For a full description of the configuration format, see the [documentation](docs/configuration.md).
## Docker tags
* `autoapply/autoapply:latest` provides a minimal image with just *autoapply* installed ([Dockerfile](build/Dockerfile))
* `autoapply/autoapply:kubectl` also provides *git*, *kubectl*, *[sops](https://github.com/mozilla/sops)* and *[dockerize](https://github.com/jwilder/dockerize)* ([Dockerfile](build/kubectl/Dockerfile))
* `autoapply/autoapply:root` provides a minimal image with just *autoapply* installed, but running as root. This can be useful as a base for custom builds ([Dockerfile](build/root/Dockerfile))## Related projects
- [Argo CD](https://github.com/argoproj/argo-cd) is very similar, but has a more complex architecture.
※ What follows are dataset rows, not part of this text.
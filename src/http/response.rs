//! HTTP response builders
//!
//! One builder per status the server can produce. Bodies for HEAD requests
//! are suppressed by hyper itself, so builders always fill them in.

use http_body_util::Full;
use hyper::body::Bytes;
use hyper::Response;

/// Build a 200 response for a file's bytes.
pub fn build_file_response(content: Vec<u8>, content_type: &'static str) -> Response<Full<Bytes>> {
    let content_length = content.len();

    Response::builder()
        .status(200)
        .header("Content-Type", content_type)
        .header("Content-Length", content_length)
        .body(Full::new(Bytes::from(content)))
        .unwrap_or_else(|e| {
            log_build_error("200", &e);
            Response::new(Full::new(Bytes::new()))
        })
}

/// Build a 200 response for a generated directory listing page.
pub fn build_listing_response(page: String) -> Response<Full<Bytes>> {
    let content_length = page.len();

    Response::builder()
        .status(200)
        .header("Content-Type", "text/html; charset=utf-8")
        .header("Content-Length", content_length)
        .body(Full::new(Bytes::from(page)))
        .unwrap_or_else(|e| {
            log_build_error("200", &e);
            Response::new(Full::new(Bytes::new()))
        })
}

/// Build a 301 redirect, used to add the trailing slash to directory URLs.
pub fn build_redirect_response(location: &str) -> Response<Full<Bytes>> {
    Response::builder()
        .status(301)
        .header("Location", location)
        .header("Content-Type", "text/plain")
        .body(Full::new(Bytes::from("Moved Permanently")))
        .unwrap_or_else(|e| {
            log_build_error("301", &e);
            Response::new(Full::new(Bytes::new()))
        })
}

/// Build a 404 Not Found response.
pub fn build_404_response() -> Response<Full<Bytes>> {
    Response::builder()
        .status(404)
        .header("Content-Type", "text/plain")
        .body(Full::new(Bytes::from("404 Not Found")))
        .unwrap_or_else(|e| {
            log_build_error("404", &e);
            Response::new(Full::new(Bytes::from("404 Not Found")))
        })
}

/// Build a 405 Method Not Allowed response.
pub fn build_405_response() -> Response<Full<Bytes>> {
    Response::builder()
        .status(405)
        .header("Content-Type", "text/plain")
        .header("Allow", "GET, HEAD")
        .body(Full::new(Bytes::from("405 Method Not Allowed")))
        .unwrap_or_else(|e| {
            log_build_error("405", &e);
            Response::new(Full::new(Bytes::from("405 Method Not Allowed")))
        })
}

/// Log response build error
fn log_build_error(status: &str, error: &hyper::http::Error) {
    crate::logger::log_error(&format!("Failed to build {status} response: {error}"));
}
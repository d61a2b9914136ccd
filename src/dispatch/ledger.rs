//! Dispatch ledger
//!
//! Remembers which transfers already produced a savings transaction so a
//! redelivered webhook never sweeps twice. A sweep is recorded as soon as it
//! is broadcast, before its receipt is known.

use crate::error::RelayResult;
use alloy::primitives::{Address, B256, U256};
use chrono::{DateTime, Utc};
use serde::{Deserialize, Serialize};
use std::collections::{HashMap, HashSet};
use std::fs;
use std::path::{Path, PathBuf};
use std::sync::Mutex;
use tracing::info;

/// Identity of a transfer log across deliveries
#[derive(Debug, Clone, Copy, PartialEq, Eq, Hash, Serialize, Deserialize)]
pub struct TransferKey {
    pub chain_id: u64,
    pub tx_hash: B256,
    pub log_index: u64,
}

impl std::fmt::Display for TransferKey {
    fn fmt(&self, f: &mut std::fmt::Formatter<'_>) -> std::fmt::Result {
        write!(f, "{}:{}#{}", self.chain_id, self.tx_hash, self.log_index)
    }
}

/// Where a broadcast sweep stands
#[derive(Debug, Clone, Copy, PartialEq, Eq, Serialize, Deserialize)]
#[serde(rename_all = "snake_case")]
pub enum DispatchStatus {
    /// Broadcast, receipt not seen yet
    Pending,
    Confirmed,
}

/// A broadcast sweep
#[derive(Debug, Clone, Serialize, Deserialize)]
pub struct DispatchRecord {
    pub key: TransferKey,
    pub user: Address,
    pub token: Address,
    pub amount: U256,
    pub savings_tx: B256,
    pub status: DispatchStatus,
    pub dispatched_at: DateTime<Utc>,
}

/// Outcome of trying to reserve a key
#[derive(Debug, Clone, Copy, PartialEq, Eq)]
pub enum Claim {
    Claimed,
    AlreadyClaimed,
    /// A sweep for this transfer was already broadcast
    AlreadySent,
}

#[derive(Default)]
struct LedgerState {
    in_flight: HashSet<TransferKey>,
    sent: HashMap<TransferKey, DispatchRecord>,
    /// Savings txs the relay sent; their own Transfer logs are not purchases
    own_txs: HashSet<B256>,
}

pub struct DispatchLedger {
    state: Mutex<LedgerState>,
    path: Option<PathBuf>,
}

impl DispatchLedger {
    /// Ledger that lives only as long as the process
    pub fn in_memory() -> Self {
        Self {
            state: Mutex::new(LedgerState::default()),
            path: None,
        }
    }

    /// Ledger backed by a JSON file, loading prior records if it exists
    pub fn open(path: impl AsRef<Path>) -> RelayResult<Self> {
        let path = path.as_ref().to_path_buf();
        let mut state = LedgerState::default();

        if path.exists() {
            let contents = fs::read_to_string(&path)?;
            let records: Vec<DispatchRecord> = if contents.trim().is_empty() {
                Vec::new()
            } else {
                serde_json::from_str(&contents)?
            };
            for record in records {
                state.own_txs.insert(record.savings_tx);
                state.sent.insert(record.key, record);
            }
            info!("Loaded {} dispatch records from {}", state.sent.len(), path.display());
        }

        Ok(Self {
            state: Mutex::new(state),
            path: Some(path),
        })
    }

    /// Reserve `key` for dispatch
    pub fn claim(&self, key: TransferKey) -> Claim {
        let mut state = self.lock();
        if state.sent.contains_key(&key) {
            Claim::AlreadySent
        } else if !state.in_flight.insert(key) {
            Claim::AlreadyClaimed
        } else {
            Claim::Claimed
        }
    }

    /// Drop a reservation when nothing was broadcast
    pub fn release(&self, key: &TransferKey) {
        self.lock().in_flight.remove(key);
    }

    /// Record a sweep the moment it is broadcast; the key stays taken from here on
    pub fn record_broadcast(&self, record: DispatchRecord) -> RelayResult<()> {
        let mut state = self.lock();
        state.in_flight.remove(&record.key);
        state.own_txs.insert(record.savings_tx);
        state.sent.insert(record.key, record);
        self.persist(&state)
    }

    /// Mark a broadcast sweep as mined successfully
    pub fn confirm(&self, key: &TransferKey) -> RelayResult<()> {
        let mut state = self.lock();
        if let Some(record) = state.sent.get_mut(key) {
            record.status = DispatchStatus::Confirmed;
        }
        self.persist(&state)
    }

    /// Forget a sweep whose transaction reverted so the transfer can be retried.
    /// The tx hash stays in `own_txs`.
    pub fn revert(&self, key: &TransferKey) -> RelayResult<()> {
        let mut state = self.lock();
        state.sent.remove(key);
        state.in_flight.remove(key);
        self.persist(&state)
    }

    /// True if `tx_hash` is a savings transaction this relay submitted
    pub fn is_own_tx(&self, tx_hash: &B256) -> bool {
        self.lock().own_txs.contains(tx_hash)
    }

    pub fn record(&self, key: &TransferKey) -> Option<DispatchRecord> {
        self.lock().sent.get(key).cloned()
    }

    pub fn sent_count(&self) -> usize {
        self.lock().sent.len()
    }

    fn persist(&self, state: &LedgerState) -> RelayResult<()> {
        let Some(path) = &self.path else {
            return Ok(());
        };
        let mut records: Vec<&DispatchRecord> = state.sent.values().collect();
        records.sort_by_key(|r| r.dispatched_at);
        write_atomic(path, &serde_json::to_vec_pretty(&records)?)
    }

    fn lock(&self) -> std::sync::MutexGuard<'_, LedgerState> {
        // every mutation is a single insert/remove, a poisoned lock is still consistent
        self.state.lock().unwrap_or_else(|poisoned| poisoned.into_inner())
    }
}

fn write_atomic(path: &Path, bytes: &[u8]) -> RelayResult<()> {
    if let Some(parent) = path.parent().filter(|p| !p.as_os_str().is_empty()) {
        fs::create_dir_all(parent)?;
    }
    let tmp = path.with_extension("json.tmp");
    fs::write(&tmp, bytes)?;
    fs::rename(&tmp, path)?;
    Ok(())
}
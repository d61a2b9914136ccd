//! Error types for the relay

use alloy::primitives::U256;
use thiserror::Error;

/// Errors surfaced by the relay library
#[derive(Debug, Error)]
pub enum RelayError {
    /// Webhook arrived without an `x-signature` header
    #[error("Missing signature header.")]
    MissingSignature,

    /// Signature header is not 32 bytes of hex
    #[error("Malformed signature header: {0}")]
    MalformedSignature(String),

    /// Signature does not match keccak256(body || secret)
    #[error("Signature mismatch. Body was not signed with the configured secret.")]
    SignatureMismatch,

    /// Webhook body is not a valid stream event
    #[error("Invalid webhook payload: {0}")]
    InvalidPayload(String),

    /// Round-up increment of zero
    #[error("Round-up increment must be greater than zero.")]
    InvalidIncrement,

    /// Arithmetic overflowed U256
    #[error("Math overflow rounding {amount} to increment {increment}.")]
    MathOverflow { amount: U256, increment: U256 },

    /// Contract call or transaction submission failed
    #[error("Chain error: {0}")]
    Chain(String),

    /// Savings transaction was mined but reverted
    #[error("Savings transaction {0} reverted.")]
    Reverted(String),

    /// Configuration failed validation
    #[error("Invalid configuration: {0}")]
    InvalidConfig(String),

    /// Reading or writing the dispatch ledger failed
    #[error("Ledger IO error: {0}")]
    Ledger(#[from] std::io::Error),

    /// Ledger file could not be (de)serialized
    #[error("Ledger format error: {0}")]
    LedgerFormat(#[from] serde_json::Error),
}

pub type RelayResult<T> = Result<T, RelayError>;

impl RelayError {
    /// Whether the error came from signature verification
    pub fn is_auth(&self) -> bool {
        matches!(
            self,
            RelayError::MissingSignature
                | RelayError::MalformedSignature(_)
                | RelayError::SignatureMismatch
        )
    }
}

#[cfg(test)]
mod tests {
    use super::*;

    #[test]
    fn test_signature_errors_are_auth() {
        assert!(RelayError::MissingSignature.is_auth());
        assert!(RelayError::MalformedSignature("zz".to_string()).is_auth());
        assert!(RelayError::SignatureMismatch.is_auth());
        assert!(!RelayError::InvalidPayload("eof".to_string()).is_auth());
        assert!(!RelayError::Chain("timeout".to_string()).is_auth());
    }
}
It doesn't support yaml-crypt or sops out of the box, but it also supports custom workflows.
- [kube-applier](https://github.com/box/kube-applier) is also very similar, but less flexible.
It doesn't support Helm or custom workflows like using sops.
- [Keel](https://github.com/keel-hq/keel) provides fully automated updates, but only changes
the container image version, nothing else.
- [Helm](https://github.com/kubernetes/helm) does not provide automated updates, but still offers
a consistent way to release new versions. However, you will still need a way to manage the values
that will be used to create releases from charts.
- [Flux](https://github.com/fluxcd/flux) is also very similar, but goes a step further and
uses an abstraction on top of the existing Kubernetes model.
There is also a blog post by Weaveworks about
[GitOps and Kubernetes](https://www.weave.works/blog/gitops-high-velocity-cicd-for-kubernetes),
which gives a good overview of the topic.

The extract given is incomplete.